* About this task
What is needed is the run of lines from the one with "pub const COMBO_WINDOW_MS: f64 = 2000.0;" through the close of the data, set down exactly.

* Data for processing
*** Begin section ***

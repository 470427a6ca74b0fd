//! Cyber Serpent - a grid serpent arcade core
//!
//! Core modules:
//! - `sim`: Deterministic simulation (creature, item placement, tick rules)
//! - `particles`: Pooled particle physics for visual bursts
//! - `scheduler`: Fixed-timestep loop that owns all state and drives both
//! - `observers`: Event sinks and channel subscribers for audio/log/decor
//! - `snapshot`: Read-only frame data handed to the renderer
//! - `settings`: Data-driven configuration

pub mod autopilot;
pub mod color;
pub mod observers;
pub mod particles;
pub mod scheduler;
pub mod settings;
pub mod sim;
pub mod snapshot;

pub use color::Color;
pub use observers::{EventSink, SinkError};
pub use scheduler::{PulseReport, Scheduler};
pub use settings::{QualityPreset, Settings, SettingsError};
pub use snapshot::{FrameRenderer, FrameSnapshot, ParticleSnapshot};

use glam::{IVec2, Vec2};

/// Game configuration constants
pub mod consts {
    /// Base simulation tick interval at speed 1.0 (milliseconds)
    pub const BASE_TICK_MS: f64 = 150.0;
    /// Pulses with a larger delta are treated as a stall and discarded
    pub const STALL_THRESHOLD_MS: f64 = 1000.0;
    /// Maximum ticks per pulse to prevent spiral of death
    pub const MAX_TICKS_PER_PULSE: u32 = 5;

    /// Pulse rate the particle decay is expressed against
    pub const ASSUMED_FPS: f32 = 60.0;

    /// Captures closer together than this extend the combo
    pub const COMBO_WINDOW_MS: f64 = 2000.0;
    /// Speed multiplier gained on every level up
    pub const SPEED_STEP_PER_LEVEL: f32 = 0.1;
    /// Captures needed per level
    pub const CAPTURES_PER_LEVEL: u32 = 4;
    pub const MIN_SPEED: f32 = 0.1;
    pub const MAX_SPEED: f32 = 10.0;

    /// Rejection-sampling budget for item placement
    pub const PLACEMENT_ATTEMPTS: u32 = 500;

    /// Board defaults
    pub const DEFAULT_CELL_SIZE: f32 = 20.0;
    pub const DEFAULT_TILE_COUNT: i32 = 30;
    /// Smallest board that fits the starting body with a free inner ring
    pub const MIN_TILE_COUNT: i32 = 8;

    /// Particle records allocated up front
    pub const POOL_PREWARM: usize = 200;

    /// Run-ending explosion
    pub const EXPLOSION_BASE_PARTICLES: u32 = 110;
    pub const EXPLOSION_WAVES: u32 = 4;
    pub const EXPLOSION_WAVE_SPACING_MS: f64 = 70.0;
}

/// Pixel-space center of a grid cell
#[inline]
pub fn cell_center(cell: IVec2, cell_size: f32) -> Vec2 {
    cell.as_vec2() * cell_size + Vec2::splat(cell_size / 2.0)
}

/// Manhattan distance between two cells
#[inline]
pub fn manhattan(a: IVec2, b: IVec2) -> i32 {
    let d = (a - b).abs();
    d.x + d.y
}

*** End section ***

* Completed exercise
    pub const COMBO_WINDOW_MS: f64 = 2000.0;
    /// Speed multiplier gained on every level up
    pub const SPEED_STEP_PER_LEVEL: f32 = 0.1;
    /// Captures needed per level
    pub const CAPTURES_PER_LEVEL: u32 = 4;
    pub const MIN_SPEED: f32 = 0.1;
    pub const MAX_SPEED: f32 = 10.0;

    /// Rejection-sampling budget for item placement
    pub const PLACEMENT_ATTEMPTS: u32 = 500;

    /// Board defaults
    pub const DEFAULT_CELL_SIZE: f32 = 20.0;
    pub const DEFAULT_TILE_COUNT: i32 = 30;
    /// Smallest board that fits the starting body with a free inner ring
    pub const MIN_TILE_COUNT: i32 = 8;

    /// Particle records allocated up front
    pub const POOL_PREWARM: usize = 200;

    /// Run-ending explosion
    pub const EXPLOSION_BASE_PARTICLES: u32 = 110;
    pub const EXPLOSION_WAVES: u32 = 4;
    pub const EXPLOSION_WAVE_SPACING_MS: f64 = 70.0;
}

/// Pixel-space center of a grid cell
#[inline]
pub fn cell_center(cell: IVec2, cell_size: f32) -> Vec2 {
    cell.as_vec2() * cell_size + Vec2::splat(cell_size / 2.0)
}

/// Manhattan distance between two cells
#[inline]
pub fn manhattan(a: IVec2, b: IVec2) -> i32 {
    let d = (a - b).abs();
    d.x + d.y
}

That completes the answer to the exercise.